2- A common workaround for issues like this is to run Certbot to get a certificate for each registered domain (*.example.com & example.com), then immediately run Certbot to get a certificate for the full list of domains. the last run should use the cached validations on LetsEncrypt's servers, so you won't have to complete any challenges and the certificate should immediately issue.

Fantastic news, thanks a lot for tackling this issue, on a Friday non the less.

I'm happy to report that it all looks ok using the staging infrastructure.

This is what I got at the end of the staging run:

2024-01-26 23:37:46,340:DEBUG:certbot._internal.client:Dry run: Skipping creating new lineage for pitc.ch
2024-01-26 23:37:46,340:DEBUG:certbot._internal.display.obj:Notifying user: The dry run was successful.

as you can see from the timestamps it's getting quite late here so any production LE tests will have to wait until tomorrow.
Thanks again and fingers crossed for the rest of the prod deployment!

Thank you for the inputs, we might very well rework the way we handle certificates with a large number of SAN in them.

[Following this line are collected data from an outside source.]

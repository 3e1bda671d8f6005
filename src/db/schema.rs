use rusqlite::Connection;

/// Initialize the database schema
pub fn init_db(conn: &Connection) -> rusqlite::Result<()> {
    conn.execute_batch(
        r#"
        -- Users (identity - source of truth for name/email)
        CREATE TABLE IF NOT EXISTS users (
            id TEXT PRIMARY KEY,
            email TEXT NOT NULL UNIQUE,
            name TEXT NOT NULL,
            created_at INTEGER NOT NULL
        );
        CREATE INDEX IF NOT EXISTS idx_users_email ON users(email);

        -- Profiles (role flag lives here, separate from identity)
        CREATE TABLE IF NOT EXISTS profiles (
            id TEXT PRIMARY KEY,
            user_id TEXT NOT NULL UNIQUE REFERENCES users(id) ON DELETE CASCADE,
            role TEXT NOT NULL CHECK (role IN ('admin', 'staff')),
            created_at INTEGER NOT NULL,
            updated_at INTEGER NOT NULL
        );
        CREATE INDEX IF NOT EXISTS idx_profiles_user ON profiles(user_id);

        -- API keys (bearer credentials; only the hash is stored)
        CREATE TABLE IF NOT EXISTS api_keys (
            id TEXT PRIMARY KEY,
            user_id TEXT NOT NULL REFERENCES users(id) ON DELETE CASCADE,
            name TEXT NOT NULL,
            key_prefix TEXT NOT NULL,
            key_hash TEXT NOT NULL UNIQUE,
            created_at INTEGER NOT NULL,
            revoked_at INTEGER
        );
        CREATE INDEX IF NOT EXISTS idx_api_keys_user ON api_keys(user_id);
        CREATE INDEX IF NOT EXISTS idx_api_keys_hash ON api_keys(key_hash);

        -- Invoices (bookings; referenced by the payment flow, owned here)
        CREATE TABLE IF NOT EXISTS invoices (
            id TEXT PRIMARY KEY,
            customer_name TEXT NOT NULL,
            customer_email TEXT NOT NULL,
            amount_cents INTEGER NOT NULL,
            currency TEXT NOT NULL DEFAULT 'usd',
            status TEXT NOT NULL CHECK (status IN ('open', 'paid', 'void')),
            created_at INTEGER NOT NULL
        );

        -- Payment records (one row per payment attempt against an invoice).
        -- processor_ref holds either a payment-intent id (pi_...) or a
        -- charge id (ch_...): older rows store only the intent reference.
        CREATE TABLE IF NOT EXISTS payment_records (
            id TEXT PRIMARY KEY,
            invoice_id TEXT NOT NULL REFERENCES invoices(id) ON DELETE CASCADE,
            processor_ref TEXT NOT NULL,
            status TEXT NOT NULL CHECK (status IN ('pending', 'succeeded', 'failed')),
            amount_cents INTEGER NOT NULL,
            created_at INTEGER NOT NULL
        );
        CREATE INDEX IF NOT EXISTS idx_payment_records_invoice ON payment_records(invoice_id, status, created_at);

        -- Refunds (written once per successful processor-side refund;
        -- never updated or deleted)
        CREATE TABLE IF NOT EXISTS refunds (
            id TEXT PRIMARY KEY,
            invoice_id TEXT NOT NULL,
            processor_refund_id TEXT NOT NULL,
            payment_intent_id TEXT,
            amount_cents INTEGER NOT NULL,
            reason TEXT NOT NULL,
            admin_notes TEXT,
            status TEXT NOT NULL,
            refunded_by TEXT NOT NULL,
            created_at INTEGER NOT NULL
        );
        CREATE INDEX IF NOT EXISTS idx_refunds_invoice ON refunds(invoice_id);
        "#,
    )
}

I think in the past this exact scenario happened organically as the cached validations timed out in different intervals only a few of the domains were up for validation each run.
But then LE stopped processing the responses because they grew bigger and bigger leading to even more domains expiring from the cache only compounding on the size of the subsequent validation TXT records.

What stumped me for far to long during debugging is that the primary validation always passed and the secondary did not. So I was looking at the anycast setup of our dns provider thinking they were serving a different set or maybe errors when queried in a particular location..

This topic was automatically closed 30 days after the last reply. New replies are no longer allowed.